[Stored data]
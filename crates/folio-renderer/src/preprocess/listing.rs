//! Titled code listings.
//!
//! A listing is a `{key=value,...}` line followed by indented code:
//!
//! ```text
//! {title=app/models/account.rb,lang=ruby}
//!     class Account < ActiveRecord::Base
//!     end
//! ```
//!
//! It is rewritten into an optional bold title plus a fenced code block.

use std::collections::HashMap;
use std::fmt::Write;

/// Number of leading whitespace characters removed from continuation lines.
const OUTDENT: usize = 4;

/// Error parsing a listing attribute line.
#[derive(Debug, PartialEq, Eq, thiserror::Error)]
pub enum ListingDirectiveError {
    /// The line is not wrapped in braces.
    #[error("listing attributes must be wrapped in braces")]
    Unbraced,
    /// An item has more than one `=`.
    #[error("listing attribute `{0}` must have the form key=value or key")]
    NotKeyValue(String),
    /// An item has an empty key.
    #[error("listing attribute `{0}` has an empty key")]
    EmptyKey(String),
}

/// Parsed `{key=value,...}` attribute line of a listing.
///
/// Keys other than `title` and `lang` are kept but not rendered.
///
/// # Example
///
/// ```
/// use folio_renderer::ListingDirective;
///
/// let directive = ListingDirective::parse("{title=db/schema.rb, lang=ruby}").unwrap();
/// assert_eq!(directive.title(), Some("db/schema.rb"));
/// assert_eq!(directive.lang(), Some("ruby"));
/// ```
#[derive(Debug, Default, PartialEq, Eq)]
pub struct ListingDirective {
    /// All attributes, trimmed.
    pub attrs: HashMap<String, String>,
}

impl ListingDirective {
    /// Parse a brace-delimited attribute line.
    ///
    /// `{}` is valid and yields no attributes. A bare `key` is a flag with
    /// an empty value. Later duplicates win.
    pub fn parse(line: &str) -> Result<Self, ListingDirectiveError> {
        let inner = line
            .trim()
            .strip_prefix('{')
            .and_then(|s| s.strip_suffix('}'))
            .ok_or(ListingDirectiveError::Unbraced)?;

        let mut directive = Self::default();
        if inner.trim().is_empty() {
            return Ok(directive);
        }

        for item in inner.split(',') {
            let mut parts = item.split('=');
            let (Some(key), value, None) = (parts.next(), parts.next(), parts.next()) else {
                return Err(ListingDirectiveError::NotKeyValue(item.trim().to_owned()));
            };
            let key = key.trim();
            if key.is_empty() {
                return Err(ListingDirectiveError::EmptyKey(item.trim().to_owned()));
            }
            directive
                .attrs
                .insert(key.to_owned(), value.unwrap_or_default().trim().to_owned());
        }

        Ok(directive)
    }

    /// Listing title, shown in bold above the code.
    #[must_use]
    pub fn title(&self) -> Option<&str> {
        self.attr("title")
    }

    /// Highlighting language.
    #[must_use]
    pub fn lang(&self) -> Option<&str> {
        self.attr("lang")
    }

    /// Non-empty attribute value.
    fn attr(&self, key: &str) -> Option<&str> {
        self.attrs
            .get(key)
            .map(String::as_str)
            .filter(|v| !v.is_empty())
    }

    /// Render the listing as markdown: optional bold title, then a fenced block.
    ///
    /// `body` is trimmed and outdented before it is fenced.
    #[must_use]
    pub fn to_markdown(&self, body: &str) -> String {
        let mut out = String::new();
        if let Some(title) = self.title() {
            write!(out, "**{}**\n\n", title.replace('_', "\\_")).unwrap();
        }
        write!(
            out,
            "```{}\n{}\n```\n\n",
            self.lang().unwrap_or_default(),
            outdent(body.trim())
        )
        .unwrap();
        out
    }
}

/// Remove up to four leading whitespace characters from every line but the first.
///
/// The first line has already lost its indentation to trimming.
pub(crate) fn outdent(code: &str) -> String {
    let mut lines = code.split('\n');
    let mut out = String::with_capacity(code.len());
    if let Some(first) = lines.next() {
        out.push_str(first);
    }
    for line in lines {
        out.push('\n');
        let cut = line
            .char_indices()
            .take(OUTDENT)
            .take_while(|(_, c)| c.is_whitespace())
            .last()
            .map_or(0, |(i, c)| i + c.len_utf8());
        out.push_str(&line[cut..]);
    }
    out
}

#[cfg(test)]
mod tests {
    use pretty_assertions::assert_eq;

    use super::*;

    #[test]
    fn test_parse_title_and_lang() {
        let directive =
            ListingDirective::parse("{title=spec/controllers/accounts/books_controller_spec.rb,lang=ruby}")
                .unwrap();
        assert_eq!(
            directive.title(),
            Some("spec/controllers/accounts/books_controller_spec.rb")
        );
        assert_eq!(directive.lang(), Some("ruby"));
    }

    #[test]
    fn test_parse_trims_keys_and_values() {
        let directive = ListingDirective::parse("{ lang = ruby , line-numbers=on }").unwrap();
        assert_eq!(directive.lang(), Some("ruby"));
        assert_eq!(
            directive.attrs.get("line-numbers").map(String::as_str),
            Some("on")
        );
        assert_eq!(directive.title(), None);
    }

    #[test]
    fn test_parse_empty_braces() {
        let directive = ListingDirective::parse("{}").unwrap();
        assert!(directive.attrs.is_empty());
    }

    #[test]
    fn test_parse_empty_value_allowed() {
        let directive = ListingDirective::parse("{lang=}").unwrap();
        assert_eq!(directive.attrs.get("lang").map(String::as_str), Some(""));
        assert_eq!(directive.lang(), None);
    }

    #[test]
    fn test_parse_bare_flag() {
        let directive = ListingDirective::parse("{title=a.rb,lang=ruby,crop}").unwrap();
        assert_eq!(directive.title(), Some("a.rb"));
        assert_eq!(directive.lang(), Some("ruby"));
        assert_eq!(directive.attrs.get("crop").map(String::as_str), Some(""));
    }

    #[test]
    fn test_parse_errors() {
        assert_eq!(
            ListingDirective::parse("{a=b=c}"),
            Err(ListingDirectiveError::NotKeyValue("a=b=c".to_owned()))
        );
        assert_eq!(
            ListingDirective::parse("{=ruby}"),
            Err(ListingDirectiveError::EmptyKey("=ruby".to_owned()))
        );
        assert_eq!(
            ListingDirective::parse("{lang=ruby,}"),
            Err(ListingDirectiveError::EmptyKey(String::new()))
        );
        assert_eq!(
            ListingDirective::parse("lang=ruby"),
            Err(ListingDirectiveError::Unbraced)
        );
    }

    #[test]
    fn test_outdent_strips_up_to_four() {
        assert_eq!(
            outdent("describe Foo do\n      it 'works'\n    end"),
            "describe Foo do\n  it 'works'\nend"
        );
        assert_eq!(outdent("a\n  b\n\tc"), "a\nb\nc");
    }

    #[test]
    fn test_outdent_single_line() {
        assert_eq!(outdent("puts 1"), "puts 1");
    }

    #[test]
    fn test_to_markdown_with_title() {
        let directive = ListingDirective::parse("{title=app/models/user_account.rb,lang=ruby}").unwrap();
        assert_eq!(
            directive.to_markdown("  class UserAccount\n    end\n"),
            "**app/models/user\\_account.rb**\n\n```ruby\nclass UserAccount\nend\n```\n\n"
        );
    }

    #[test]
    fn test_to_markdown_without_attributes() {
        let directive = ListingDirective::parse("{}").unwrap();
        assert_eq!(directive.to_markdown("x = 1"), "```\nx = 1\n```\n\n");
    }
}
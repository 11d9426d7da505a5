//! Error types for the rendering pipeline.

use std::string::FromUtf8Error;

/// Error while numbering sections in rendered HTML.
///
/// Never fatal for a render: the pipeline keeps the un-numbered HTML and
/// records the error as a warning.
#[derive(Debug, thiserror::Error)]
#[non_exhaustive]
pub enum PostprocessError {
    /// HTML could not be tokenized.
    #[error("HTML parse error")]
    XmlParse(#[from] quick_xml::Error),

    /// Header attributes could not be read.
    #[error("HTML attribute error")]
    XmlAttr(#[from] quick_xml::events::attributes::AttrError),

    /// Text could not be decoded.
    #[error("encoding error")]
    Encoding(#[from] quick_xml::encoding::EncodingError),

    /// Writing the rewritten HTML failed.
    #[error("I/O error")]
    Io(#[from] std::io::Error),

    /// Rewritten HTML is not valid UTF-8.
    #[error("UTF-8 error")]
    Utf8(#[from] FromUtf8Error),
}
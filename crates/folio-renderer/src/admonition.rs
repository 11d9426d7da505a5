//! Admonition boxes (`T> Tip`, `W> Warning`, ...).
//!
//! An admonition is a paragraph whose lines start with a one-letter prefix
//! followed by `>`. By the time the renderer sees the paragraph the `>` has
//! been escaped, so prefixes are matched as `T&gt;`.

use std::sync::LazyLock;

use regex::Regex;

static ADMONITION_START: LazyLock<Regex> =
    LazyLock::new(|| Regex::new(r"^([TWAIDEXQ])&gt;").expect("invalid admonition regex"));

static ADMONITION_PREFIX: LazyLock<Regex> =
    LazyLock::new(|| Regex::new(r"(?m)^[TWAIDEXQ]&gt;").expect("invalid admonition regex"));

static BLANK_LINE: LazyLock<Regex> =
    LazyLock::new(|| Regex::new(r"\n[ \t]*\n").expect("invalid blank line regex"));

/// Kind of admonition box.
#[derive(Clone, Copy, Debug, PartialEq, Eq)]
pub enum AdmonitionKind {
    Tip,
    Warning,
    Aside,
    Information,
    Discussion,
    Error,
    Exercise,
    Question,
}

impl AdmonitionKind {
    /// Parse a one-letter prefix.
    #[must_use]
    pub fn from_prefix(prefix: char) -> Option<Self> {
        match prefix {
            'T' => Some(Self::Tip),
            'W' => Some(Self::Warning),
            'A' => Some(Self::Aside),
            'I' => Some(Self::Information),
            'D' => Some(Self::Discussion),
            'E' => Some(Self::Error),
            'X' => Some(Self::Exercise),
            'Q' => Some(Self::Question),
            _ => None,
        }
    }

    /// CSS class of the wrapping `div`.
    #[must_use]
    pub fn css_class(self) -> &'static str {
        match self {
            Self::Tip => "tip",
            Self::Warning => "warning",
            Self::Aside => "aside",
            Self::Information => "information",
            Self::Discussion => "discussion",
            Self::Error => "error",
            Self::Exercise => "exercise",
            Self::Question => "question",
        }
    }
}

/// A paragraph recognised as an admonition.
#[derive(Debug, PartialEq, Eq)]
pub(crate) struct Admonition {
    pub kind: AdmonitionKind,
    /// Body with every line prefix removed.
    pub body: String,
}

impl Admonition {
    /// Recognise an admonition from a paragraph's rendered inline HTML.
    pub(crate) fn parse(html: &str) -> Option<Self> {
        let caps = ADMONITION_START.captures(html)?;
        let kind = caps[1].chars().next().and_then(AdmonitionKind::from_prefix)?;
        let body = ADMONITION_PREFIX.replace_all(html, "").into_owned();
        Some(Self { kind, body })
    }

    /// Blank-line separated segments of the body, trimmed, empties dropped.
    pub(crate) fn segments(&self) -> Vec<&str> {
        BLANK_LINE
            .split(&self.body)
            .map(str::trim)
            .filter(|s| !s.is_empty())
            .collect()
    }
}

#[cfg(test)]
mod tests {
    use pretty_assertions::assert_eq;

    use super::*;

    #[test]
    fn test_from_prefix_all_letters() {
        let expected = [
            ('T', "tip"),
            ('W', "warning"),
            ('A', "aside"),
            ('I', "information"),
            ('D', "discussion"),
            ('E', "error"),
            ('X', "exercise"),
            ('Q', "question"),
        ];
        for (prefix, class) in expected {
            let kind = AdmonitionKind::from_prefix(prefix).unwrap();
            assert_eq!(kind.css_class(), class);
        }
    }

    #[test]
    fn test_from_prefix_unknown() {
        assert_eq!(AdmonitionKind::from_prefix('N'), None);
        assert_eq!(AdmonitionKind::from_prefix('t'), None);
    }

    #[test]
    fn test_parse_strips_every_prefix() {
        let html = "T&gt; <strong>Title</strong>\nT&gt; \nT&gt; Body line";
        let admonition = Admonition::parse(html).unwrap();
        assert_eq!(admonition.kind, AdmonitionKind::Tip);
        assert_eq!(admonition.body, " <strong>Title</strong>\n \n Body line");
        assert_eq!(admonition.segments(), vec!["<strong>Title</strong>", "Body line"]);
    }

    #[test]
    fn test_parse_requires_leading_prefix() {
        assert!(Admonition::parse("Some text\nT&gt; later").is_none());
        assert!(Admonition::parse("T> raw").is_none());
        assert!(Admonition::parse("Z&gt; unknown").is_none());
    }

    #[test]
    fn test_segments_single() {
        let admonition = Admonition::parse("Q&gt; Why?").unwrap();
        assert_eq!(admonition.segments(), vec!["Why?"]);
    }

    #[test]
    fn test_parse_mixed_prefixes_uses_first() {
        let admonition = Admonition::parse("T&gt; a\nW&gt; b").unwrap();
        assert_eq!(admonition.kind, AdmonitionKind::Tip);
        assert_eq!(admonition.body, " a\n b");
    }
}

*ACTIVITY*: Show the lines in the entries above that include the string "attrs".

*ANSWER BOX*:
    pub attrs: HashMap<String, String>,
                .attrs
        self.attrs
            directive.attrs.get("line-numbers").map(String::as_str),
        assert!(directive.attrs.is_empty());
        assert_eq!(directive.attrs.get("lang").map(String::as_str), Some(""));
        assert_eq!(directive.attrs.get("crop").map(String::as_str), Some(""));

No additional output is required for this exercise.